7- Bütün Suriyelilerin normal ve huzurlu bir hayata yeniden kavuşmalarına ve acılarının hafifletilmesine yönelik tüm çabalara destek olma ihtiyacı vurgulandı. Bu bağlamda, ilave insani yardım göndermek, insani mayın temizliği faaliyetlerini kolaylaştırmak, sosyal ve ekonomik tesisler de dahil olmak üzere temel altyapı unsurlarını eski haline getirmek ve tarihi mirası korumak suretiyle Suriye'ye yapılan yardımı artırmaları için başta Birleşmiş Milletler ve insani ajansları olmak üzere uluslararası topluma çağrıda bulunuldu.

8- İhtiyaç duyan tüm Suriyelilere hızlı, güvenli ve kesintisiz insani erişim sağlanmasını kolaylaştırma yoluyla, sivillerin korunması ve insani durumun iyileştirilmesini hedefleyen ortak çabaları sürdürmedeki kararlılık yinelendi.

9- Sığınmacıların ve ülke içinde yerlerinden edilmiş kişilerin Suriye'de ikamet ettikleri asıl yerlere güvenli ve gönüllü olarak geri dönüşleri için gerekli şartların oluşturulması ihtiyacının altı çizildi. Bu amaçla, Birleşmiş Milletler Mülteciler Yüksek Komiserliği (BMMYK) ve diğer uluslararası uzmanlık kuruluşları da dahil olmak üzere, ilgili tüm taraflar arasındaki eşgüdüm ihtiyacı vurgulandı. [Suriyeli mülteciler ve ülke içinde yerlerinden edilmiş kişiler hakkında uluslararası bir konferansın toplanması fikrini değerlendirmek hususunda mutabık kalındı.]

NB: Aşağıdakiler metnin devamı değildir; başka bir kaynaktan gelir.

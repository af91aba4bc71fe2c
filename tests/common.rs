//! Common test utilities for integration tests: logging setup and recorders
#![allow(dead_code)]

use event_mux::{Connection, ProducerId, Signal};
use std::cell::RefCell;
use std::rc::Rc;
use std::sync::Once;

static INIT: Once = Once::new();

/// Initialize test environment
pub fn init_test_env() {
    INIT.call_once(|| {
        env_logger::builder()
            .filter_level(log::LevelFilter::Debug)
            .is_test(true)
            .try_init()
            .unwrap_or(());
    });
}

/// A signal owned by a freshly allocated producer
pub fn producer<A: 'static>() -> Signal<A> {
    Signal::owned_by(ProducerId::next())
}

/// Subscribe to `signal` and collect a clone of every payload
pub fn record<E: Clone + 'static>(signal: &Signal<E>) -> (Rc<RefCell<Vec<E>>>, Connection) {
    let events = Rc::new(RefCell::new(Vec::new()));
    let sink = Rc::clone(&events);
    let connection = signal.connect(move |emission| sink.borrow_mut().push(emission.args().clone()));
    (events, connection)
}

/// Take everything recorded so far
pub fn drain<E>(events: &Rc<RefCell<Vec<E>>>) -> Vec<E> {
    std::mem::take(&mut *events.borrow_mut())
}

10- BM ve Uluslararası Kızılhaç Komitesi (ICRC) uzmanlarının katılımıyla yürütülen, alıkonulan/kaçırılanların serbest bırakılması, cenazelerin teslimi ve kayıp şahısların tespiti Çalışma Grubu'nun faaliyetlerindeki ilerlemeyi memnuniyetle karşılandı.

11- Rusya Federasyonu Devlet Başkanı Sayın Vladimir Putin'in daveti üzerine, bir sonraki toplantılarını Rusya Federasyonu'nda yapılması kararlaştırıldı.

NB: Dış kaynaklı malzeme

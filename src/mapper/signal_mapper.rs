//! The signal mapper: association table, entry points and outgoing signal

use super::config::MapperConfig;
use crate::bus::{Connection, Emission, ProducerId, Signal};
use crate::error::{MapperError, MapperResult};
use log::{debug, warn};
use std::cell::RefCell;
use std::collections::HashMap;
use std::fmt;
use std::rc::{Rc, Weak};

struct MapperCore<T, A1> {
    id: ProducerId,
    name: String,
    outgoing: Signal<(T, A1)>,
    associations: RefCell<HashMap<ProducerId, T>>,
}

impl<T: Clone + 'static, A1: 'static> MapperCore<T, A1> {
    fn lookup(&self, producer: ProducerId) -> Option<T> {
        self.associations.borrow().get(&producer).cloned()
    }

    /// Emit `(value, arg)` if `sender` is mapped. Unmapped or anonymous
    /// emissions are dropped without a trace.
    fn forward(&self, sender: Option<ProducerId>, arg: impl FnOnce() -> A1) {
        let Some(value) = sender.and_then(|producer| self.lookup(producer)) else {
            return;
        };
        // The table borrow is released here, so handlers may remap.
        self.outgoing.emit((value, arg()));
    }
}

/// Maps the identity of whichever producer fired onto a value of type `T` and
/// re-emits it, paired with the forwarded argument, on [`SignalMapper::mapped`].
///
/// `A1` is the argument forwarded from one-argument producers; zero-argument
/// producers contribute `A1::default()`. With the default `A1 = ()` the mapper
/// handles argument-less events only.
///
/// Producers are never owned. If a producer goes away, its entry stays in the
/// table until [`SignalMapper::remove_mapping`] is called or it is overwritten;
/// a stale entry is harmless because nothing emits under that identity any more.
///
/// `SignalMapper` is a handle: clones share one table and one outgoing signal.
/// Handlers installed by [`SignalMapper::map_connect`] and
/// [`SignalMapper::map_connect1`] hold only a weak reference to the mapper and
/// become no-ops once every `SignalMapper` handle is dropped.
///
/// A handler connected to [`SignalMapper::mapped`] that captures a
/// `SignalMapper` clone forms a reference cycle through the outgoing signal,
/// and the mapper is never freed. Capture [`SignalMapper::downgrade`] instead:
///
/// ```rust
/// use event_mux::bus::ProducerId;
/// use event_mux::mapper::SignalMapper;
///
/// let mapper: SignalMapper<u32> = SignalMapper::new();
/// let producer = ProducerId::next();
/// mapper.set_mapping(producer, 1);
///
/// let weak = mapper.downgrade();
/// mapper.mapped().connect(move |emission| {
///     if let Some(mapper) = weak.upgrade() {
///         mapper.set_mapping(producer, emission.args().0 + 1);
///     }
/// });
///
/// mapper.map_for(producer);
/// assert_eq!(mapper.mapping(producer), Some(2));
/// ```
pub struct SignalMapper<T, A1 = ()> {
    core: Rc<MapperCore<T, A1>>,
}

impl<T: Clone + 'static, A1: 'static> SignalMapper<T, A1> {
    /// Create a mapper with default settings
    pub fn new() -> Self {
        Self::build(MapperConfig::default())
    }

    /// Create a mapper from validated settings
    pub fn with_config(config: MapperConfig) -> MapperResult<Self> {
        config.validate()?;
        Ok(Self::build(config))
    }

    fn build(config: MapperConfig) -> Self {
        let id = ProducerId::next();
        Self {
            core: Rc::new(MapperCore {
                id,
                outgoing: Signal::owned_by(id),
                associations: RefCell::new(HashMap::with_capacity(config.initial_capacity)),
                name: config.name,
            }),
        }
    }

    /// Identity of the mapper itself; emissions on [`SignalMapper::mapped`]
    /// carry it as their sender, so mappers can feed other mappers.
    pub fn id(&self) -> ProducerId {
        self.core.id
    }

    pub fn name(&self) -> &str {
        &self.core.name
    }

    /// A handle that does not keep the mapper alive
    pub fn downgrade(&self) -> WeakSignalMapper<T, A1> {
        WeakSignalMapper {
            core: Rc::downgrade(&self.core),
        }
    }

    /// The outgoing channel, emitting `(value, argument)` pairs
    pub fn mapped(&self) -> &Signal<(T, A1)> {
        &self.core.outgoing
    }

    /// Associate `value` with `producer`, replacing and returning any previous value
    pub fn set_mapping(&self, producer: ProducerId, value: T) -> Option<T> {
        let previous = self.core.associations.borrow_mut().insert(producer, value);
        if previous.is_some() {
            debug!("{}: replaced mapping for {}", self.core.name, producer);
        } else {
            debug!("{}: added mapping for {}", self.core.name, producer);
        }
        previous
    }

    /// Forget the value associated with `producer`.
    ///
    /// Connections to the producer's signals are left in place; its events are
    /// simply no longer forwarded.
    pub fn remove_mapping(&self, producer: ProducerId) -> Option<T> {
        let removed = self.core.associations.borrow_mut().remove(&producer);
        if removed.is_some() {
            debug!("{}: removed mapping for {}", self.core.name, producer);
        }
        removed
    }

    /// Value currently associated with `producer`
    pub fn mapping(&self, producer: ProducerId) -> Option<T> {
        self.core.lookup(producer)
    }

    pub fn contains(&self, producer: ProducerId) -> bool {
        self.core.associations.borrow().contains_key(&producer)
    }

    pub fn len(&self) -> usize {
        self.core.associations.borrow().len()
    }

    pub fn is_empty(&self) -> bool {
        self.core.associations.borrow().is_empty()
    }

    /// Mapped producers, in ascending id order
    pub fn producers(&self) -> Vec<ProducerId> {
        let mut producers: Vec<ProducerId> =
            self.core.associations.borrow().keys().copied().collect();
        producers.sort_unstable();
        producers
    }

    /// Drop every association
    pub fn clear(&self) {
        // Values may own signals; drop them after the borrow is released.
        let cleared = std::mem::take(&mut *self.core.associations.borrow_mut());
        debug!("{}: cleared {} mappings", self.core.name, cleared.len());
    }

    fn signal_owner<A: 'static>(&self, signal: &Signal<A>) -> MapperResult<ProducerId> {
        signal.sender().ok_or_else(|| {
            warn!("{}: refusing to map a signal without an owner", self.core.name);
            MapperError::InvalidSender {
                mapper: self.core.name.clone(),
            }
        })
    }
}

impl<T: Clone + 'static, A1: Default + 'static> SignalMapper<T, A1> {
    /// Zero-argument entry point: forward `(value, A1::default())` for the
    /// emitting producer, or do nothing if it is not mapped.
    pub fn map(&self, emission: &Emission<'_, ()>) {
        self.core.forward(emission.sender(), A1::default);
    }

    /// Zero-argument dispatch on behalf of an explicit producer
    pub fn map_for(&self, producer: ProducerId) {
        self.core.forward(Some(producer), A1::default);
    }

    /// Map `signal`'s owner to `value` and connect the signal to [`SignalMapper::map`].
    ///
    /// The mapping is in place before the connection is made. Fails with
    /// [`MapperError::InvalidSender`], changing nothing, if the signal has no owner.
    pub fn map_connect(&self, signal: &Signal<()>, value: T) -> MapperResult<Connection> {
        let producer = self.signal_owner(signal)?;
        self.set_mapping(producer, value);

        let core = Rc::downgrade(&self.core);
        let connection = signal.connect(move |emission| {
            if let Some(core) = core.upgrade() {
                core.forward(emission.sender(), A1::default);
            }
        });
        debug!("{}: connected {} (no argument)", self.core.name, producer);
        Ok(connection)
    }
}

impl<T: Clone + 'static, A1: Clone + 'static> SignalMapper<T, A1> {
    /// One-argument entry point: forward `(value, argument)` for the emitting
    /// producer, or do nothing if it is not mapped.
    pub fn map1(&self, emission: &Emission<'_, A1>) {
        let arg = emission.args();
        self.core.forward(emission.sender(), || arg.clone());
    }

    /// One-argument dispatch on behalf of an explicit producer
    pub fn map1_for(&self, producer: ProducerId, arg: A1) {
        self.core.forward(Some(producer), || arg);
    }

    /// Map `signal`'s owner to `value` and connect the signal to [`SignalMapper::map1`].
    ///
    /// The mapping is in place before the connection is made. Fails with
    /// [`MapperError::InvalidSender`], changing nothing, if the signal has no owner.
    pub fn map_connect1(&self, signal: &Signal<A1>, value: T) -> MapperResult<Connection> {
        let producer = self.signal_owner(signal)?;
        self.set_mapping(producer, value);

        let core = Rc::downgrade(&self.core);
        let connection = signal.connect(move |emission| {
            if let Some(core) = core.upgrade() {
                let arg = emission.args();
                core.forward(emission.sender(), || arg.clone());
            }
        });
        debug!("{}: connected {} (one argument)", self.core.name, producer);
        Ok(connection)
    }
}

impl<T: Clone + 'static, A1: 'static> Default for SignalMapper<T, A1> {
    fn default() -> Self {
        Self::new()
    }
}

impl<T, A1> Clone for SignalMapper<T, A1> {
    fn clone(&self) -> Self {
        Self {
            core: Rc::clone(&self.core),
        }
    }
}

/// Non-owning handle to a [`SignalMapper`], for use inside its own handlers
pub struct WeakSignalMapper<T, A1 = ()> {
    core: Weak<MapperCore<T, A1>>,
}

impl<T, A1> WeakSignalMapper<T, A1> {
    /// The mapper, if any strong handle is still alive
    pub fn upgrade(&self) -> Option<SignalMapper<T, A1>> {
        self.core.upgrade().map(|core| SignalMapper { core })
    }
}

impl<T, A1> Clone for WeakSignalMapper<T, A1> {
    fn clone(&self) -> Self {
        Self {
            core: Weak::clone(&self.core),
        }
    }
}

impl<T: 'static, A1: 'static> fmt::Debug for SignalMapper<T, A1> {
    fn fmt(&self, f: &mut fmt::Formatter<'_>) -> fmt::Result {
        f.debug_struct("SignalMapper")
            .field("name", &self.core.name)
            .field("id", &self.core.id)
            .field("mappings", &self.core.associations.borrow().len())
            .field("receivers", &self.core.outgoing.receiver_count())
            .finish()
    }
}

12-Rusya Federasyonu ve Türkiye Cumhuriyeti Devlet Başkanları, Tahran'daki Üçlü Zirve'ye ev sahipliği yapmalarından ötürü İran İslam Cumhuriyeti Cumhurbaşkanı Hasan Ruhani'ye içten teşekkürlerini sundu.

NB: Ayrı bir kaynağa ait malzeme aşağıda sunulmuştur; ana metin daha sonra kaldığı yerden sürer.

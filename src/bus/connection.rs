//! Connection handles

use std::fmt;
use std::rc::Weak;

pub(super) type SlotId = u64;

/// Type-erased view of a signal's handler list, so a [`Connection`] does not
/// need to know the signal's payload type.
pub(super) trait SlotRegistry {
    fn remove_slot(&self, slot: SlotId) -> bool;
    fn has_slot(&self, slot: SlotId) -> bool;
}

/// Handle to one handler connected to one signal.
///
/// Only a weak reference to the signal is held: a connection may outlive its
/// signal. Dropping a `Connection` leaves the handler connected; use
/// [`Connection::guard`] for scope-bound connections.
pub struct Connection {
    registry: Weak<dyn SlotRegistry>,
    slot: SlotId,
}

impl Connection {
    pub(super) fn new(registry: Weak<dyn SlotRegistry>, slot: SlotId) -> Self {
        Self { registry, slot }
    }

    /// Disconnect the handler. Returns `false` if it was already disconnected
    /// or the signal no longer exists.
    pub fn disconnect(&self) -> bool {
        self.registry
            .upgrade()
            .map(|registry| registry.remove_slot(self.slot))
            .unwrap_or(false)
    }

    /// Whether the handler is still connected to a live signal
    pub fn is_connected(&self) -> bool {
        self.registry
            .upgrade()
            .map(|registry| registry.has_slot(self.slot))
            .unwrap_or(false)
    }

    /// Turn this connection into a guard that disconnects when dropped
    pub fn guard(self) -> ConnectionGuard {
        ConnectionGuard {
            connection: Some(self),
        }
    }
}

impl fmt::Debug for Connection {
    fn fmt(&self, f: &mut fmt::Formatter<'_>) -> fmt::Result {
        f.debug_struct("Connection")
            .field("slot", &self.slot)
            .field("connected", &self.is_connected())
            .finish()
    }
}

/// Disconnects the wrapped [`Connection`] on drop
#[must_use = "dropping the guard disconnects the handler immediately"]
#[derive(Debug)]
pub struct ConnectionGuard {
    connection: Option<Connection>,
}

impl ConnectionGuard {
    /// Keep the handler connected and hand back the plain connection
    pub fn release(mut self) -> Connection {
        // Always `Some` until drop or release.
        match self.connection.take() {
            Some(connection) => connection,
            None => unreachable!("connection guard released twice"),
        }
    }

    /// Whether the guarded handler is still connected
    pub fn is_connected(&self) -> bool {
        self.connection
            .as_ref()
            .map(Connection::is_connected)
            .unwrap_or(false)
    }
}

impl Drop for ConnectionGuard {
    fn drop(&mut self) {
        if let Some(connection) = self.connection.take() {
            connection.disconnect();
        }
    }
}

İLGİLİ HABER: ÜÇ LİDER TAHRAN'DA TOPLANIYOR: İDLİB'DE ÇÖZÜM ÇIKACAK MI?

İŞTE DAKİKA DAKİKA KRİTİK ZİRVEDE YAŞANANLAR

Cumhurbaşkanı  Tayyip Erdoğan, Rusya Devlet Başkanı Vladimir Putin ve İran Cumhurbaşkanı Hasan Ruhani'nin bir araya geldiği, üçlü zirveyle ilgili yaşananlar dakika dakika şöyle:

15:50 Erdoğan: Şu anda biz Astana sürecinin üç garantörü olarak bir gayretin içindeyiz. İdlib'den terör belası sebebiyle şu anda kaçışlar malum... İdlib halkının kaçacağı yer neresi, Türkiye... Zaten 3,5 milyona ev sahipliği yapıyoruz. Böyle bir 3,5 milyona daha ev sahipliği yapmaya gücümüz de imkanlarımız da yetmez. Mümkün olduğunca müşterek olarak buradan olabilecek göçü engellemektir. Bunun için de terörle mücadelede başarılı olmamız lazım. Özellikle silahların durdurulması için yapılan çağrı terör gruplarına çok güçlü bir çağrının ifadesidir. 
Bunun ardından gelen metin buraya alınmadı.